It’s a beautiful day and you want to plant some daisies or impatiens. You gather up your tools: gloves, hat, sunscreen, tetanus shot – hold the phone, tetanus shots? It’s true – rusty nails are not the only way to contract tetanus (lockjaw). Believe it or not, if you should get a (supposedly) simple scratch as you work in your garden it can open the door to very bad infection.
Isn’t tetanus rare?
Even though tetanus is relatively rare in the United States (about 30 cases are reported each year with a 20% fatality rate) there were over 56,000 deaths worldwide due to tetanus in 2015. Nearly all of the cases in the U.S. involve adults who were not up to date with their booster shots or people who have never received the tetanus vaccine. According to the Center for Disease Control (USA), 33% of tetanus infections in the United States are caught while in the garden and more than half of all tetanus cases are found in people over 65.
How it Does Damage
The tetanus bacterial spores enter the body through a scratch, cut or deep wound. Ironically, a tetanus infection is far more likely to occur from a small cut versus a major wound. However, it’s not the bacteria that cause the damage, but the neurotoxin they produce. This particular neurotoxin, tetanospasmin, is second only to botulism (food poisoning caused by improperly sterilized canned meats and other preserved foods) in its’ toxicity.
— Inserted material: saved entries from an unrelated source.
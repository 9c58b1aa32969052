use agent_consoled::{process_exists, PidFile};
use ac_agent::{AgentRegistry, ControlRegistry, EventBus};
use ac_api::rest::health::init_start_time;
use ac_api::{build_router, AppState};
use ac_config::{ConsoleConfig, ConsolePaths, LocalStore};
use ac_git::WorktreeCoordinator;
use clap::{Parser, Subcommand};
use std::net::SocketAddr;
use std::sync::Arc;
use std::time::Duration;

#[derive(Parser)]
#[command(name = "agent-consoled", version, about = "Multi-agent console daemon")]
struct Cli {
    #[command(subcommand)]
    command: Commands,
}

#[derive(Subcommand)]
enum Commands {
    /// Start the daemon
    Start {
        /// Port to bind to (overrides config.json and PORT)
        #[arg(long)]
        port: Option<u16>,
    },
    /// Check daemon status
    Status,
    /// Stop a running daemon
    Stop,
    /// Print version
    Version,
}

#[tokio::main]
async fn main() -> anyhow::Result<()> {
    tracing_subscriber::fmt()
        .with_env_filter(
            tracing_subscriber::EnvFilter::try_from_default_env()
                .unwrap_or_else(|_| "agent_consoled=info,ac_api=info,tower_http=info".into()),
        )
        .init();

    let cli = Cli::parse();
    let paths = ConsolePaths::new()?;
    let pid_file = PidFile::new(paths.pid_path());

    match cli.command {
        Commands::Start { port } => start(port, paths, pid_file).await,
        Commands::Status => status(pid_file).await,
        Commands::Stop => stop(pid_file).await,
        Commands::Version => {
            println!("agent-consoled {}", env!("CARGO_PKG_VERSION"));
            Ok(())
        }
    }
}

async fn start(port: Option<u16>, paths: ConsolePaths, pid_file: PidFile) -> anyhow::Result<()> {
    let cwd = std::env::current_dir()?;
    let mut config = ConsoleConfig::load_from(&cwd);
    if let Some(port) = port {
        config.port = port;
    }

    if let Some(pid) = pid_file.read() {
        if process_exists(pid) {
            anyhow::bail!("agent-consoled is already running (PID {pid}); stop it first");
        }
        tracing::warn!(pid, "clearing pid file left behind by a dead daemon");
        pid_file.remove();
    }

    paths.ensure_base_dir()?;
    pid_file.write_current()?;
    init_start_time();

    let shared_config = ac_config::shared(config.clone());
    let store = Arc::new(LocalStore::new(&cwd));
    let bus = EventBus::new();
    let control = ControlRegistry::new(bus.clone());
    let coordinator = WorktreeCoordinator::new(paths.worktrees_dir());
    let registry = AgentRegistry::new(
        bus.clone(),
        control.clone(),
        coordinator.clone(),
        store.clone(),
        shared_config.clone(),
        paths.clone(),
    );
    registry.restore_persisted().await;

    let state = AppState::new(
        shared_config,
        cwd,
        paths,
        store,
        registry.clone(),
        control,
        coordinator,
        bus,
    );
    let app = build_router(state);

    let addr: SocketAddr = config.bind_addr().parse()?;
    tracing::info!("Listening on {}", addr);
    println!("agent-consoled listening on http://{addr}");

    let listener = tokio::net::TcpListener::bind(addr).await?;

    let shutdown = async move {
        #[cfg(unix)]
        {
            let mut terminate =
                tokio::signal::unix::signal(tokio::signal::unix::SignalKind::terminate())
                    .expect("Failed to install SIGTERM handler");
            tokio::select! {
                _ = tokio::signal::ctrl_c() => {}
                _ = terminate.recv() => {}
            }
        }
        #[cfg(not(unix))]
        {
            tokio::signal::ctrl_c()
                .await
                .expect("Failed to listen for ctrl+c");
        }
        tracing::info!("Shutting down...");
        registry.shutdown().await;
        pid_file.remove();
    };

    axum::serve(listener, app)
        .with_graceful_shutdown(shutdown)
        .await?;

    Ok(())
}

async fn status(pid_file: PidFile) -> anyhow::Result<()> {
    let Some(pid) = pid_file.read() else {
        println!("agent-consoled: no daemon registered");
        return Ok(());
    };
    if !process_exists(pid) {
        println!("agent-consoled: pid file points at dead process {pid}, clearing it");
        pid_file.remove();
        return Ok(());
    }

    println!("agent-consoled: running as PID {pid}");
    let config = ConsoleConfig::load_from(&std::env::current_dir()?);
    let health_url = format!("http://{}/api/health", config.bind_addr());
    match reqwest::get(&health_url).await {
        Ok(resp) => {
            let body: serde_json::Value = resp.json().await?;
            println!(
                "  version {}, up {}s",
                body["version"].as_str().unwrap_or("unknown"),
                body["uptimeSecs"].as_u64().unwrap_or(0)
            );
        }
        Err(_) => {
            println!("  health endpoint unreachable at {health_url}");
        }
    }
    Ok(())
}

async fn stop(pid_file: PidFile) -> anyhow::Result<()> {
    let Some(pid) = pid_file.read() else {
        println!("agent-consoled: nothing to stop");
        return Ok(());
    };
    if !process_exists(pid) {
        println!("agent-consoled: process {pid} is already gone, clearing pid file");
        pid_file.remove();
        return Ok(());
    }

    println!("agent-consoled: asking PID {pid} to shut down");
    #[cfg(unix)]
    unsafe {
        libc::kill(pid as i32, libc::SIGTERM);
    }

    // Give the daemon time to drain sessions before escalating.
    let deadline = tokio::time::Instant::now() + Duration::from_secs(5);
    while process_exists(pid) && tokio::time::Instant::now() < deadline {
        tokio::time::sleep(Duration::from_millis(100)).await;
    }

    if process_exists(pid) {
        println!("agent-consoled: PID {pid} ignored SIGTERM, escalating to SIGKILL");
        #[cfg(unix)]
        unsafe {
            libc::kill(pid as i32, libc::SIGKILL);
        }
    }

    pid_file.remove();
    println!("agent-consoled: stopped");
    Ok(())
}
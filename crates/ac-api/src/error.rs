use ac_agent::AgentError;
use ac_git::GitError;
use axum::http::StatusCode;
use axum::response::{IntoResponse, Response};
use serde::Serialize;

#[derive(Debug, Serialize)]
pub struct ApiError {
    pub code: String,
    pub message: String,
}

impl ApiError {
    pub fn new(code: impl Into<String>, message: impl Into<String>) -> Self {
        Self {
            code: code.into(),
            message: message.into(),
        }
    }

    pub fn bad_request(message: impl Into<String>) -> ApiErrorResponse {
        ApiErrorResponse {
            status: StatusCode::BAD_REQUEST,
            error: Self::new("INVALID_REQUEST", message),
        }
    }

    pub fn not_found(resource: &str) -> ApiErrorResponse {
        ApiErrorResponse {
            status: StatusCode::NOT_FOUND,
            error: Self::new("NOT_FOUND", format!("{resource} not found")),
        }
    }

    pub fn internal(message: impl Into<String>) -> ApiErrorResponse {
        ApiErrorResponse {
            status: StatusCode::INTERNAL_SERVER_ERROR,
            error: Self::new("INTERNAL_ERROR", message),
        }
    }
}

pub struct ApiErrorResponse {
    pub status: StatusCode,
    pub error: ApiError,
}

impl IntoResponse for ApiErrorResponse {
    fn into_response(self) -> Response {
        let body = serde_json::to_string(&self.error).unwrap_or_default();
        (self.status, [("content-type", "application/json")], body).into_response()
    }
}

impl From<AgentError> for ApiErrorResponse {
    fn from(err: AgentError) -> Self {
        match &err {
            AgentError::AgentNotFound(_) => ApiError::not_found("Agent"),
            AgentError::TabNotFound(_) => ApiError::not_found("Tab"),
            AgentError::NoTabs(_) => ApiError::bad_request(err.to_string()),
            AgentError::Git(git) => git_error_response(git),
            AgentError::Pty(_) | AgentError::Io(_) => ApiError::internal(err.to_string()),
        }
    }
}

impl From<GitError> for ApiErrorResponse {
    fn from(err: GitError) -> Self {
        git_error_response(&err)
    }
}

fn git_error_response(err: &GitError) -> ApiErrorResponse {
    let code = match err {
        GitError::NotGitRepository(_) => "NOT_GIT_REPOSITORY",
        GitError::TargetBranchUnknown => "TARGET_BRANCH_UNKNOWN",
        _ => "GIT_ERROR",
    };
    ApiErrorResponse {
        status: StatusCode::INTERNAL_SERVER_ERROR,
        error: ApiError::new(code, err.to_string()),
    }
}
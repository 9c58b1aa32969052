use ac_git::{GitError, WorktreeCoordinator};
use std::path::Path;
use std::process::Command;
use tempfile::TempDir;
use uuid::Uuid;

fn git(path: &Path, args: &[&str]) {
    let output = Command::new("git")
        .args(args)
        .current_dir(path)
        .output()
        .unwrap();
    assert!(
        output.status.success(),
        "git {:?} failed: {}",
        args,
        String::from_utf8_lossy(&output.stderr)
    );
}

fn setup_repo(path: &Path) {
    git(path, &["init", "-b", "main"]);
    git(path, &["config", "user.email", "test@test.com"]);
    git(path, &["config", "user.name", "Test"]);
    std::fs::write(path.join("x.txt"), "line 1\n").unwrap();
    git(path, &["add", "."]);
    git(path, &["commit", "-m", "init"]);
}

fn head_of(path: &Path) -> String {
    let output = Command::new("git")
        .args(["rev-parse", "HEAD"])
        .current_dir(path)
        .output()
        .unwrap();
    String::from_utf8_lossy(&output.stdout).trim().to_string()
}

#[tokio::test]
async fn create_worktree_populates_directory_and_branch() {
    let tmp = TempDir::new().unwrap();
    let repo = tmp.path().join("repo");
    std::fs::create_dir_all(&repo).unwrap();
    setup_repo(&repo);

    let coordinator = WorktreeCoordinator::new(tmp.path().join("worktrees"));
    let agent_id = Uuid::new_v4();
    let (work_dir, branch) = coordinator
        .create_worktree(&repo, agent_id, "agent/test-1")
        .await
        .unwrap();

    assert!(work_dir.join("x.txt").exists());
    assert_eq!(branch, "agent/test-1");

    let output = Command::new("git")
        .args(["branch", "--list", "agent/test-1"])
        .current_dir(&repo)
        .output()
        .unwrap();
    assert!(String::from_utf8_lossy(&output.stdout).contains("agent/test-1"));
}

#[tokio::test]
async fn create_worktree_reuses_existing_branch() {
    let tmp = TempDir::new().unwrap();
    let repo = tmp.path().join("repo");
    std::fs::create_dir_all(&repo).unwrap();
    setup_repo(&repo);
    git(&repo, &["branch", "agent/reused"]);

    let coordinator = WorktreeCoordinator::new(tmp.path().join("worktrees"));
    let result = coordinator
        .create_worktree(&repo, Uuid::new_v4(), "agent/reused")
        .await;
    assert!(result.is_ok(), "existing branch should be attached: {result:?}");
}

#[tokio::test]
async fn create_worktree_rejects_non_repo() {
    let tmp = TempDir::new().unwrap();
    let not_repo = tmp.path().join("plain");
    std::fs::create_dir_all(&not_repo).unwrap();

    let coordinator = WorktreeCoordinator::new(tmp.path().join("worktrees"));
    let err = coordinator
        .create_worktree(&not_repo, Uuid::new_v4(), "agent/x")
        .await
        .unwrap_err();
    assert!(matches!(err, GitError::NotGitRepository(_)));
}

#[tokio::test]
async fn remove_worktree_is_idempotent() {
    let tmp = TempDir::new().unwrap();
    let repo = tmp.path().join("repo");
    std::fs::create_dir_all(&repo).unwrap();
    setup_repo(&repo);

    let coordinator = WorktreeCoordinator::new(tmp.path().join("worktrees"));
    let agent_id = Uuid::new_v4();
    let (work_dir, _) = coordinator
        .create_worktree(&repo, agent_id, "agent/rm")
        .await
        .unwrap();

    coordinator.remove_worktree(&repo, agent_id).await;
    assert!(!work_dir.exists());

    // Second removal of a gone worktree must not error out.
    coordinator.remove_worktree(&repo, agent_id).await;
}

#[tokio::test]
async fn clean_merge_lands_on_target_branch() {
    let tmp = TempDir::new().unwrap();
    let repo = tmp.path().join("repo");
    std::fs::create_dir_all(&repo).unwrap();
    setup_repo(&repo);

    let coordinator = WorktreeCoordinator::new(tmp.path().join("worktrees"));
    let agent_id = Uuid::new_v4();
    let (work_dir, _) = coordinator
        .create_worktree(&repo, agent_id, "agent/clean")
        .await
        .unwrap();

    // Non-conflicting change in the worktree, left uncommitted so the
    // auto-commit step is exercised too.
    std::fs::write(work_dir.join("new.txt"), "added\n").unwrap();

    let result = coordinator.try_local_merge(&work_dir, None).await.unwrap();
    assert!(result.success, "merge should succeed: {result:?}");
    assert_eq!(result.branch, "agent/clean");
    assert_eq!(result.target_branch, "main");
    assert!(result.conflicts.is_empty());
    assert!(repo.join("new.txt").exists(), "merge commit should land on main");
}

#[tokio::test]
async fn conflicting_merge_reports_files_and_restores_head() {
    let tmp = TempDir::new().unwrap();
    let repo = tmp.path().join("repo");
    std::fs::create_dir_all(&repo).unwrap();
    setup_repo(&repo);

    let coordinator = WorktreeCoordinator::new(tmp.path().join("worktrees"));
    let agent_id = Uuid::new_v4();
    let (work_dir, _) = coordinator
        .create_worktree(&repo, agent_id, "agent/conflict")
        .await
        .unwrap();

    // Both sides rewrite line 1 of x.txt.
    std::fs::write(repo.join("x.txt"), "main version\n").unwrap();
    git(&repo, &["commit", "-am", "main change"]);
    std::fs::write(work_dir.join("x.txt"), "agent version\n").unwrap();
    git(&work_dir, &["commit", "-am", "agent change"]);

    let head_before = head_of(&repo);
    let result = coordinator.try_local_merge(&work_dir, None).await.unwrap();

    assert!(!result.success);
    assert_eq!(result.conflicts, vec!["x.txt".to_string()]);
    assert_eq!(result.branch, "agent/conflict");
    assert_eq!(result.target_branch, "main");
    assert_eq!(head_of(&repo), head_before, "source HEAD must be unchanged");
}

#[tokio::test]
async fn merge_without_any_target_candidate_fails() {
    let tmp = TempDir::new().unwrap();
    let repo = tmp.path().join("repo");
    std::fs::create_dir_all(&repo).unwrap();
    // Repo whose only branch is neither main nor master and with no origin.
    git(&repo, &["init", "-b", "trunk"]);
    git(&repo, &["config", "user.email", "test@test.com"]);
    git(&repo, &["config", "user.name", "Test"]);
    std::fs::write(repo.join("x.txt"), "line 1\n").unwrap();
    git(&repo, &["add", "."]);
    git(&repo, &["commit", "-m", "init"]);

    let coordinator = WorktreeCoordinator::new(tmp.path().join("worktrees"));
    let (work_dir, _) = coordinator
        .create_worktree(&repo, Uuid::new_v4(), "agent/orphan")
        .await
        .unwrap();

    let err = coordinator
        .try_local_merge(&work_dir, None)
        .await
        .unwrap_err();
    assert!(matches!(err, GitError::TargetBranchUnknown));
}

#[tokio::test]
async fn merge_honors_caller_target_override() {
    let tmp = TempDir::new().unwrap();
    let repo = tmp.path().join("repo");
    std::fs::create_dir_all(&repo).unwrap();
    setup_repo(&repo);
    git(&repo, &["branch", "develop"]);

    let coordinator = WorktreeCoordinator::new(tmp.path().join("worktrees"));
    let (work_dir, _) = coordinator
        .create_worktree(&repo, Uuid::new_v4(), "agent/override")
        .await
        .unwrap();
    std::fs::write(work_dir.join("extra.txt"), "data\n").unwrap();

    let result = coordinator
        .try_local_merge(&work_dir, Some("develop".to_string()))
        .await
        .unwrap();
    assert!(result.success);
    assert_eq!(result.target_branch, "develop");
}

#[tokio::test]
async fn status_and_diff_return_porcelain_output() {
    let tmp = TempDir::new().unwrap();
    let repo = tmp.path().join("repo");
    std::fs::create_dir_all(&repo).unwrap();
    setup_repo(&repo);

    let coordinator = WorktreeCoordinator::new(tmp.path().join("worktrees"));
    let (work_dir, _) = coordinator
        .create_worktree(&repo, Uuid::new_v4(), "agent/status")
        .await
        .unwrap();

    std::fs::write(work_dir.join("x.txt"), "line 1 modified\n").unwrap();

    let status = coordinator.status(&work_dir).await.unwrap();
    assert!(status.contains("x.txt"));

    let diff = coordinator.diff(&work_dir).await.unwrap();
    assert!(diff.contains("line 1 modified"));
}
The average incubation period for tetanus is seven to ten days. That being said, signs of tetanus can take as little as three days or as long as 21 days to manifest – the longer it takes to present the harder it is to diagnosis. As mentioned earlier, tetanus is pretty rare in the United States – several doctors have never even seen a case, which can lead to misdiagnosis.
Case in point
A 61 year old British woman fell into a bush in her yard and got a severe cut on her face. She went to the emergency room. Her wound was treated. About a week later she went back to the doctor complaining of a stiff neck and difficulty swallowing. The doctor, not being familiar with tetanus (tetanus is also very rare in the United Kingdom) missed the signs and the poor lady died four weeks later.
What are the symptoms?
Generalized tetanus (the most common type) presents itself with stiff jaw, difficulty swallowing, very painful spasms in the arms, neck, legs and stomach. Oddly these spasms can be triggered by a loud noise, physical touch, light or even a draft. Sometimes the symptoms can be subtle. In recent research conducted by the Mayo Clinic excessive sweating, accelerated heart rate, high fever and increased blood pressure could also be signs of tetanus. On the plus side, tetanus is not contagious.
Is there a cure?
There really isn’t a ‘cure’ for tetanus. The doctor may give you a tetanus antitoxin. However this will only neutralize toxins that have not yet bonded to nerve tissue. Your doctor will treat the symptoms with antibiotics to kill the bacteria, sedatives and powerful muscle relaxers to help control the muscle spasms to prevent bone breakage. The human body has twenty-five muscles just in the back alone. With the intense muscle spasms brought on by the neurotoxins the back can arch backwards and lock which can cause the spine to break.
Long story short, until the body is able to regenerate new nerve endings that can regain control over muscle function, one could be in unimaginable pain for several weeks and recovery may take months. That’s if one lives.
ProHealth offers vaccinations!
It’s crazy to think that a simple immunization can prevent incredible pain and even death isn’t it? ProHealth offers the Tdap vaccine which protects you from not only tetanus but also diphtheria AND pertussis (whooping cough). By the way, did you know if you have a newborn baby in the family, it is STONGLY recommended that anyone who wishes to hold the baby MUST be vaccinated against whooping cough (pertussis)? The Tdap has you covered.
So, before you dig in your flower beds give your doctor a call to verify when your last tetanus shot was. If it has been over ten years get vaccinated. It also couldn’t hurt to wear good gardening gloves (preferably ‘poke’ proof) and protective footwear. If you have a wound, even a small scratch – cover it before you begin to dig.